▶ **WHAT YOU WILL DO**
If a line in the following entries holds the string "most", include it in the tally. State the total and nothing further.

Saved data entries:
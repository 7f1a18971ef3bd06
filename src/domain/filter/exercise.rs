//! Filter exercise aggregate.
//!
//! The user dumps every task or worry into a list, then picks at most
//! three that truly matter.

use serde::{Deserialize, Serialize};

use super::{FilterPhase, Selection, ToggleOutcome};
use crate::domain::foundation::{ExerciseError, Label, PhaseSequence};

/// Filter exercise - item list plus capped selection.
///
/// # Invariants
///
/// - items are trimmed and non-blank
/// - the selection only holds texts that appear in the item list
/// - the selection holds at most three texts
#[derive(Debug, Clone, Default, PartialEq, Eq, Serialize, Deserialize)]
pub struct FilterExercise {
    phase: FilterPhase,
    items: Vec<Label>,
    selection: Selection,
}

impl FilterExercise {
    pub fn new() -> Self {
        Self::default()
    }

    // ─────────────────────────────────────────────────────────────────────────
    // Accessors
    // ─────────────────────────────────────────────────────────────────────────

    pub fn phase(&self) -> FilterPhase {
        self.phase
    }

    pub fn items(&self) -> &[Label] {
        &self.items
    }

    pub fn selection(&self) -> &Selection {
        &self.selection
    }

    /// True when the text at `index` is picked. Items sharing a text
    /// are selected together.
    pub fn is_selected(&self, index: usize) -> bool {
        self.items
            .get(index)
            .is_some_and(|label| self.selection.contains(label))
    }

    /// The chosen items, in the order they were picked.
    pub fn focus(&self) -> Vec<&Label> {
        self.selection.labels().iter().collect()
    }

    /// Text for the SELECT phase's confirm button.
    pub fn confirm_label(&self) -> String {
        if self.selection.is_full() {
            "Lock Focus".to_string()
        } else {
            format!("Select {} more", self.selection.remaining())
        }
    }

    // ─────────────────────────────────────────────────────────────────────────
    // Mutations
    // ─────────────────────────────────────────────────────────────────────────

    /// Appends an item, returning its position.
    ///
    /// # Errors
    ///
    /// - `WrongPhase` outside INPUT
    /// - `Validation` if the text is blank
    pub fn add_item(&mut self, raw: &str) -> Result<usize, ExerciseError> {
        self.ensure_phase(FilterPhase::Input)?;
        let label = Label::parse("item", raw)?;
        self.items.push(label);
        Ok(self.items.len() - 1)
    }

    /// Deletes the item at `index`.
    ///
    /// # Errors
    ///
    /// - `WrongPhase` outside INPUT
    /// - `UnknownItem` if there is no such position
    pub fn remove_item(&mut self, index: usize) -> Result<Label, ExerciseError> {
        self.ensure_phase(FilterPhase::Input)?;
        if index >= self.items.len() {
            return Err(ExerciseError::UnknownItem(index));
        }
        Ok(self.items.remove(index))
    }

    /// Selects or deselects the text of the item at `index`.
    ///
    /// Selecting a fourth item is a silent no-op reported as
    /// [`ToggleOutcome::Rejected`].
    pub fn toggle(&mut self, index: usize) -> Result<ToggleOutcome, ExerciseError> {
        self.ensure_phase(FilterPhase::Select)?;
        let label = self
            .items
            .get(index)
            .ok_or(ExerciseError::UnknownItem(index))?;
        Ok(self.selection.toggle(label))
    }

    // ─────────────────────────────────────────────────────────────────────────
    // Progression
    // ─────────────────────────────────────────────────────────────────────────

    /// Checks the completion condition of the current phase.
    pub fn check_guard(&self) -> Result<(), ExerciseError> {
        let phase = self.phase.label();
        match self.phase {
            FilterPhase::Input if self.items.is_empty() => {
                Err(ExerciseError::guard_not_met(phase, "add at least one item"))
            }
            FilterPhase::Select if self.selection.is_empty() => {
                Err(ExerciseError::guard_not_met(phase, "select at least one item"))
            }
            FilterPhase::Result => Err(ExerciseError::guard_not_met(phase, "final phase")),
            _ => Ok(()),
        }
    }

    pub fn can_advance(&self) -> bool {
        self.check_guard().is_ok()
    }

    /// Moves to the next phase if the current one is complete.
    pub fn advance(&mut self) -> Result<FilterPhase, ExerciseError> {
        self.check_guard()?;
        if let Some(next) = self.phase.next() {
            self.phase = self.phase.transition_to(next)?;
        }
        Ok(self.phase)
    }

    /// Discards everything and returns to INPUT.
    pub fn reset(&mut self) {
        *self = Self::new();
    }

    fn ensure_phase(&self, expected: FilterPhase) -> Result<(), ExerciseError> {
        if self.phase == expected {
            Ok(())
        } else {
            Err(ExerciseError::wrong_phase(expected.label(), self.phase.label()))
        }
    }
}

▶ **EXERCISE SOLUTION**
2